Which lines in the entries below contain the string "Autocorrelator"? Show each of them in full.

Material for this task below:

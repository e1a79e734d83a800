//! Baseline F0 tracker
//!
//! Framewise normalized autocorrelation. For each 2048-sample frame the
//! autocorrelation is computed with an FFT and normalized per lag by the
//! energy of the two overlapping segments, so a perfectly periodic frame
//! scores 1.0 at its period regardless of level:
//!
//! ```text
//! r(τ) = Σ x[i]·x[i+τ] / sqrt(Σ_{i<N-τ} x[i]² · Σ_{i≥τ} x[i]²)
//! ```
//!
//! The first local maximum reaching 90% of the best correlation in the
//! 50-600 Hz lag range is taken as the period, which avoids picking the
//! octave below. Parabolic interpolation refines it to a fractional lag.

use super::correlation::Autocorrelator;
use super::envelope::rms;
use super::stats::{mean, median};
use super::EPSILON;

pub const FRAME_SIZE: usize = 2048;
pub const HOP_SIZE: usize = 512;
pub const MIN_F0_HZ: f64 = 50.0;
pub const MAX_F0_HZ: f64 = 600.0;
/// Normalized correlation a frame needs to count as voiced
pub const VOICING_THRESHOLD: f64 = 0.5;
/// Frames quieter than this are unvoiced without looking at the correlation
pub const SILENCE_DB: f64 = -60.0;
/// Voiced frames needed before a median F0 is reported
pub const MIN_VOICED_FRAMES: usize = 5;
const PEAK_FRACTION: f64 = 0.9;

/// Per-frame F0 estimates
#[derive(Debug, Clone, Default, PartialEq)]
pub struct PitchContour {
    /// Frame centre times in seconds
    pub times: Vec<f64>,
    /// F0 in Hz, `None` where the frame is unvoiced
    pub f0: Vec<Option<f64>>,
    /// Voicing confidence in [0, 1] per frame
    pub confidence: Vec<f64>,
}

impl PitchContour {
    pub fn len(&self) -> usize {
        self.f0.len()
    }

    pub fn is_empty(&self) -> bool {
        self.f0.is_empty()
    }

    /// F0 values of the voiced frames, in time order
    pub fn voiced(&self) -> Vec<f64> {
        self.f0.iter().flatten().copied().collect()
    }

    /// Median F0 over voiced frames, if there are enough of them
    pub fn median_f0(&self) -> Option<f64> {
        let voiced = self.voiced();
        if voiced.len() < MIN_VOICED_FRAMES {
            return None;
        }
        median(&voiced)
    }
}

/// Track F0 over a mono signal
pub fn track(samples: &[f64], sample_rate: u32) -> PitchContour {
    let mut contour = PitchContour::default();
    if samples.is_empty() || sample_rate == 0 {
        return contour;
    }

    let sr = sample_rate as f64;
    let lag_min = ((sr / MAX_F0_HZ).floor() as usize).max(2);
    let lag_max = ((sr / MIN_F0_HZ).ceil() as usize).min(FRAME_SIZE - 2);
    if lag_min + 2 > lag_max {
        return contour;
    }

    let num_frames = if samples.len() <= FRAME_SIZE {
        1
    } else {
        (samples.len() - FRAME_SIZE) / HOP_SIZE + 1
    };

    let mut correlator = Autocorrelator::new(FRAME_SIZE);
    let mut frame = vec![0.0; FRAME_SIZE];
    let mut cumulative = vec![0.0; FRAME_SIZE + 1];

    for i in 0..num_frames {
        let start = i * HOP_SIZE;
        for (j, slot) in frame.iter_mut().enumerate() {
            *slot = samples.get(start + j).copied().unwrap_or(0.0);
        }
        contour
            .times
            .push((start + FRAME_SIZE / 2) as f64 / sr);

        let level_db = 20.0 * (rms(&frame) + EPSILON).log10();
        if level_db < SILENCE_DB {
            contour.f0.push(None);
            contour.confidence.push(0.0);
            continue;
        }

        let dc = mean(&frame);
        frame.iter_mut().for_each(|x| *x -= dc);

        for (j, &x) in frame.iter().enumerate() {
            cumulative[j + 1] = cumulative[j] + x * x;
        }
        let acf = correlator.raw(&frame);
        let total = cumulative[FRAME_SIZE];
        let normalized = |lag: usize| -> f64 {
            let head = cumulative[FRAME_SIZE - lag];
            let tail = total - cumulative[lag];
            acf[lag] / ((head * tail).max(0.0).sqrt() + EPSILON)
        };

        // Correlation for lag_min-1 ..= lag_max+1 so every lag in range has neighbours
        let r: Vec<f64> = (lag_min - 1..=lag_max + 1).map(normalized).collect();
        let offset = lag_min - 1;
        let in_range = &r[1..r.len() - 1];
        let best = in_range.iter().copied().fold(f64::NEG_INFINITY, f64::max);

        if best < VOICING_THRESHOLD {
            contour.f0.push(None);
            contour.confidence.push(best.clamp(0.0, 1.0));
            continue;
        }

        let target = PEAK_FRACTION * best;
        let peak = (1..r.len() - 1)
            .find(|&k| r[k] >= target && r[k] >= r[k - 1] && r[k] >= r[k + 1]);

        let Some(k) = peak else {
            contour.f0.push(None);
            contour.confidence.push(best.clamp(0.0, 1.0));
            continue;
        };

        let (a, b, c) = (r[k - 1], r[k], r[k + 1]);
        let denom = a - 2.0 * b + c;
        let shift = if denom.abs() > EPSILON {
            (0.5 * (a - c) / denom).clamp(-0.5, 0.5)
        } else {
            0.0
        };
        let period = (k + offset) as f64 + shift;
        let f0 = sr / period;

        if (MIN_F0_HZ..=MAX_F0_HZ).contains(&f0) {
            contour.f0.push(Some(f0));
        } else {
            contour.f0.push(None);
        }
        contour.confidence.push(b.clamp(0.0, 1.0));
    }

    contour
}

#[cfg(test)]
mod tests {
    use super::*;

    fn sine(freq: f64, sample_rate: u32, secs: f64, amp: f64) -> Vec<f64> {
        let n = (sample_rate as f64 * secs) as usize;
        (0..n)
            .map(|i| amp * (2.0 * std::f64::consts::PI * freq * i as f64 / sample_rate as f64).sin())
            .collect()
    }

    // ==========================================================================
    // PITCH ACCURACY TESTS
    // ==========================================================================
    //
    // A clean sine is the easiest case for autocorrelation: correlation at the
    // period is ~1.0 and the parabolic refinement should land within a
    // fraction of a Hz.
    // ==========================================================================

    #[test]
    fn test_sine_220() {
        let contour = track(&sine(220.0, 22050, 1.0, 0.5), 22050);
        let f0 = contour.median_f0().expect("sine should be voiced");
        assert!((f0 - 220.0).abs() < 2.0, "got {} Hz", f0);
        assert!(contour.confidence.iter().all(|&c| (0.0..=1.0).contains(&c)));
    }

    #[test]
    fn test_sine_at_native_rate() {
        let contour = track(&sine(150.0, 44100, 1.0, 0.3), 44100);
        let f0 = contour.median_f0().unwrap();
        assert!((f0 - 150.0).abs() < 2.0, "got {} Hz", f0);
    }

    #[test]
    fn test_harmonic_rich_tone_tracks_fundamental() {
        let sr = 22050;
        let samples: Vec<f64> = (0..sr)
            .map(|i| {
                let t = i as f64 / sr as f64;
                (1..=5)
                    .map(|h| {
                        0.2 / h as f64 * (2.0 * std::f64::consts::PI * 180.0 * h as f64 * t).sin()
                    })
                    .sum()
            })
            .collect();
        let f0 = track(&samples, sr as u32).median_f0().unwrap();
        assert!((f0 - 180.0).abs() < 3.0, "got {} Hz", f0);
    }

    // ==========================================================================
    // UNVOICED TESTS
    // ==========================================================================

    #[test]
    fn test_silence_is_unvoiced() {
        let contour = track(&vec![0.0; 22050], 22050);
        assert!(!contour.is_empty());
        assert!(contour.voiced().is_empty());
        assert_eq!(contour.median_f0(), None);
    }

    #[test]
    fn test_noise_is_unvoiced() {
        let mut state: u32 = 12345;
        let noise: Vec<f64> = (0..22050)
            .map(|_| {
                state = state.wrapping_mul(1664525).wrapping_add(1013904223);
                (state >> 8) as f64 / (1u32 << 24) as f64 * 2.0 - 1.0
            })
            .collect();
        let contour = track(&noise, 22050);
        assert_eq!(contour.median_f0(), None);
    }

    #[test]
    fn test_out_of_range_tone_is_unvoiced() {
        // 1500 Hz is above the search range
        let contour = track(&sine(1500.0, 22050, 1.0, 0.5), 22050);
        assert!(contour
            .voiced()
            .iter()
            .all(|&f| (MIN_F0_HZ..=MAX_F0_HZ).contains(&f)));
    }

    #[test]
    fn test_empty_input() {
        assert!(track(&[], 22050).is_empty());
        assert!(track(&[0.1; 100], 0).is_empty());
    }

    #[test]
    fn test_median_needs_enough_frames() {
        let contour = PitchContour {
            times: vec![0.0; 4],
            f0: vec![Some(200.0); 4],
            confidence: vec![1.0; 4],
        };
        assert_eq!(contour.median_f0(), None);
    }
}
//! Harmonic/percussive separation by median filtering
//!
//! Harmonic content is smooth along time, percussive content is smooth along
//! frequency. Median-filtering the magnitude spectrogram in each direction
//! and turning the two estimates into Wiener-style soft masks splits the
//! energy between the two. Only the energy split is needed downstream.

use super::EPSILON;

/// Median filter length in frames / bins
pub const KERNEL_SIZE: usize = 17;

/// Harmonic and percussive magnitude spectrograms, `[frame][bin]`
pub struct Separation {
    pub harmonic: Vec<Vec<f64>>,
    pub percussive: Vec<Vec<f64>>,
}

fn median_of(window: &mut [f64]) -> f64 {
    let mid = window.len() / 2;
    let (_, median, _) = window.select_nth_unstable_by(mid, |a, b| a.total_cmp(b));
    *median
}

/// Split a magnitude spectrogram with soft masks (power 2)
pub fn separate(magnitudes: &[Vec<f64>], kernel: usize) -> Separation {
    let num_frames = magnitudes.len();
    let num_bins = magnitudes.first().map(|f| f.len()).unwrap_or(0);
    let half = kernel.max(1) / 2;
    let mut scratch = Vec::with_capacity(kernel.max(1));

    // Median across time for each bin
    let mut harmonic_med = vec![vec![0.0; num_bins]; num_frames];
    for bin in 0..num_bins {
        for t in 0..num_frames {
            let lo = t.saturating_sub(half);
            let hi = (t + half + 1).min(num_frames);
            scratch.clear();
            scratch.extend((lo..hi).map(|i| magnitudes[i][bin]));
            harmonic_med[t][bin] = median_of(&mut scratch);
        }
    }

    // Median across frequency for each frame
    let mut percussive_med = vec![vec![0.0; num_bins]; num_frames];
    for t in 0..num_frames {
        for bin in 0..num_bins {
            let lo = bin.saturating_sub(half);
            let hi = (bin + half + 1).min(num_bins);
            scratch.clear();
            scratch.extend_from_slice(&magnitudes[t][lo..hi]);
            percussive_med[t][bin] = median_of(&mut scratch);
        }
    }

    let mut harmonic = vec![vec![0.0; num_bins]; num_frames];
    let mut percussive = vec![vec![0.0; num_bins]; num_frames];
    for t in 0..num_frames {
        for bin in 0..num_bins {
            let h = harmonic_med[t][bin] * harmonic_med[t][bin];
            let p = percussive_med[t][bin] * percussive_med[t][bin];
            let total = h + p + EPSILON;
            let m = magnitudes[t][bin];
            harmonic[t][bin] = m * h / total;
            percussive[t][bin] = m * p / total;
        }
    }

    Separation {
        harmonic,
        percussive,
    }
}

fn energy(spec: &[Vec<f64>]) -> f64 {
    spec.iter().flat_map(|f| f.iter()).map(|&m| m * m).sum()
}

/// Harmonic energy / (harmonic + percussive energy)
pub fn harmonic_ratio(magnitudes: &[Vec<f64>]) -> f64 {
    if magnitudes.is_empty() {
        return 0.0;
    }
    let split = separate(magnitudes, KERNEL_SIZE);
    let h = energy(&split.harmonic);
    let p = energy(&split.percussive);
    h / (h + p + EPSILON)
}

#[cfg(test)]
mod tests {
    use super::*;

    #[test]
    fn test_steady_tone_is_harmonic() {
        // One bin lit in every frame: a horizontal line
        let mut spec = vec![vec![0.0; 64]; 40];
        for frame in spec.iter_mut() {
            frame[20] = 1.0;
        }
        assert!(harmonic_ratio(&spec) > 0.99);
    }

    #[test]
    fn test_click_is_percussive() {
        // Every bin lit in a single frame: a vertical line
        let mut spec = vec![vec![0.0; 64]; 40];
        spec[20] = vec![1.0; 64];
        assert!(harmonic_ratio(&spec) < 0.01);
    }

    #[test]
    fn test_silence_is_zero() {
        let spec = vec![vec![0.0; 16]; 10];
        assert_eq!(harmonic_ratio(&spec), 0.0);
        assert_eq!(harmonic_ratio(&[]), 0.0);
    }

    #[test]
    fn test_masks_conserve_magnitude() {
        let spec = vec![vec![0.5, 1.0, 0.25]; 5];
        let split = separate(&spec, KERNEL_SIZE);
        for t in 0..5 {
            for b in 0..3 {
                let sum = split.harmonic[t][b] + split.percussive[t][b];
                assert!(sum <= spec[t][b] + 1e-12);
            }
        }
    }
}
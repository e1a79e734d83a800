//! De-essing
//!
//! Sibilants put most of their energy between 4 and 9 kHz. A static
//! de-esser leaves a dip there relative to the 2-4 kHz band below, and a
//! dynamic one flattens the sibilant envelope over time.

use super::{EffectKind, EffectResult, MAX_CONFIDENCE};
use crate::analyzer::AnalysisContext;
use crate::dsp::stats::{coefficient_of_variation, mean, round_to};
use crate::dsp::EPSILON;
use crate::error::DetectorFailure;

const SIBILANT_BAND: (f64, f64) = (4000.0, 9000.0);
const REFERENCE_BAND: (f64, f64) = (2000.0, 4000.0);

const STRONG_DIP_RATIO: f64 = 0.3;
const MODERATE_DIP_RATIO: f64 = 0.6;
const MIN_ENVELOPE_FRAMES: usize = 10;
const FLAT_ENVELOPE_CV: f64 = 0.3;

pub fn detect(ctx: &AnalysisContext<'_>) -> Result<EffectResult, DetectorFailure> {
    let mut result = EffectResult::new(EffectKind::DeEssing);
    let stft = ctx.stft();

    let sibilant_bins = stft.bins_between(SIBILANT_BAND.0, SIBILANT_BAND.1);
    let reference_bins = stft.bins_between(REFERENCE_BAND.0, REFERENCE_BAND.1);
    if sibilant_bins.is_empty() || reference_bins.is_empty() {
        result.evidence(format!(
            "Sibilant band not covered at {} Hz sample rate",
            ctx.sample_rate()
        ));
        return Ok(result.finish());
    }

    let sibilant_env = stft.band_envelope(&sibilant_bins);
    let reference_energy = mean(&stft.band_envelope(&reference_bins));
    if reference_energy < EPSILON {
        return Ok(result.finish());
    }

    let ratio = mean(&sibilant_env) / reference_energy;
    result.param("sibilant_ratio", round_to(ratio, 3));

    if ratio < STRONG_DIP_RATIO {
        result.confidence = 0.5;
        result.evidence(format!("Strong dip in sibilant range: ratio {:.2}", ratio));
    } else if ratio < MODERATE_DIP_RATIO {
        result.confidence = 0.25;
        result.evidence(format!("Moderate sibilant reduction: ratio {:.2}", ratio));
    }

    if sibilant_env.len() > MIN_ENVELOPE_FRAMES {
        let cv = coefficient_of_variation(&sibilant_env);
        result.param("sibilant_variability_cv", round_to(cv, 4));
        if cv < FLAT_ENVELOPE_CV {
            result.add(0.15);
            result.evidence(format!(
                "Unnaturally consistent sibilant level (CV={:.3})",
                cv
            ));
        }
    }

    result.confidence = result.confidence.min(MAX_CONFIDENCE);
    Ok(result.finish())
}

End of Material for this task.

■ Worked solution:
use super::correlation::Autocorrelator;
    let mut correlator = Autocorrelator::new(FRAME_SIZE);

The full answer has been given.